Chaz: Dude, you are missing out on Maman’s home-cooking. She’s outdoing herself. Come home quick and we’ll do some fishin’.
Typical Chaz. Keeping things light when it was clear he was concerned about him. Ben pressed his lips together and read on.
Another from Dylan: Catfish are hot right now. Come home and we’ll go to the cabin. You can bring your girl.
Ben’s heart shot into his throat.
Sean: I know Dylan let you in on the Lexi thing, but don’t worry about anything. We took care of the guy.
Damn, that didn’t ease Ben’s mind one damn bit. What the hell had his brothers done to the guy—trussed him up and tossed him in the swamp?
Sean again: Lexi’s pretty pissed. If she asks you, you don’t know anyth
ing.
“Jesus Christ,” he muttered.
Maman: Your pére got the spit out and a hog ready to roast when you get home. We miss you, Ben.
Pére: Could use some help from someone who isn’t full of estrogen to control these brothers of yours. Do you know what they did?
No, and Ben wasn’t sure he wanted to. Maybe he’d never go home. The sun, sand and surf were all he needed.
Except it wasn’t. He wanted to sit down at the dinner table to his maman’s good food and hear exactly what had gone down between his brothers and Lexi’s boyfriend.
Lexi: You guys all think you have to protect me, but when are you gonna learn that I can handle myself?
Finally, a chuckle escaped Ben. If Lexi was giving sass, then she was okay.
Lexi: Some woman called the house for you a few weeks ago. She didn’t leave a message.
He stopped breathing, just staring at the screen. Those little black letters held so much hope for him. Could it be Dahlia who’d called? He hadn’t given her any number to contact him, but he knew her—she’d be resourceful.
With all the messages read, that chasm opened inside him once more. He was sitting here waiting for the things he loved to help him move on, when what he really needed was one woman who had made him forget before.
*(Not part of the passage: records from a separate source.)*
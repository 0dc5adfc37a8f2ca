use std::collections::VecDeque;

use chrono::{DateTime, Utc};
use serde::{Deserialize, Serialize};

use crate::config::MAX_HISTORY_CAPACITY;

#[derive(Clone, Debug, PartialEq, Serialize, Deserialize)]
pub struct HistoryPoint<T> {
    pub at: DateTime<Utc>,
    pub value: T,
}

/// Fixed-capacity FIFO of timestamped points.
///
/// Points are only ever appended at the back and evicted from the front, so
/// the buffer always holds the most recent `capacity` points in insertion
/// order.
#[derive(Clone, Debug)]
pub struct HistoryBuffer<T> {
    points: VecDeque<HistoryPoint<T>>,
    capacity: usize,
}

impl<T: Clone> HistoryBuffer<T> {
    pub fn new(capacity: usize) -> Self {
        HistoryBuffer {
            points: VecDeque::with_capacity(capacity.min(MAX_HISTORY_CAPACITY)),
            capacity,
        }
    }

    pub fn add(&mut self, value: T) {
        self.add_at(Utc::now(), value);
    }

    pub fn add_at(&mut self, at: DateTime<Utc>, value: T) {
        self.points.push_back(HistoryPoint { at, value });
        while self.points.len() > self.capacity {
            self.points.pop_front();
        }
    }

    pub fn clear(&mut self) {
        self.points.clear();
    }

    pub fn len(&self) -> usize {
        self.points.len()
    }

    pub fn is_empty(&self) -> bool {
        self.points.is_empty()
    }

    pub fn capacity(&self) -> usize {
        self.capacity
    }

    pub fn latest(&self) -> Option<&HistoryPoint<T>> {
        self.points.back()
    }

    /// Oldest first.
    pub fn points(&self) -> Vec<HistoryPoint<T>> {
        self.points.iter().cloned().collect()
    }

    pub fn values(&self) -> Vec<T> {
        self.points.iter().map(|p| p.value.clone()).collect()
    }
}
He stood, not bothering to dust the sand from his jeans. Then he raised a hand in salute to the water. He was going home and find Dahlia to let the healing begin.
Chapter Six
Dahlia ended her call with a happy sigh and leaned back in her seat to process what she’d just gone through. A life saved. A child crying happy tears. The world was good, at least for the moment.
A movement caught her eye, and she turned in time to see Joanie doing a weird walk-jog across the room to Dahlia’s desk.
“What the…?”
Joanie grabbed her by the shoulders and leaned close to whisper, “There’s someone outside who wants to see you.”
She blinked. “Is it one of my friends? I can’t leave my desk right now, but I could slip away and text her.”
“No, no! It’s not a girlfriend.” Joanie waggled her brows.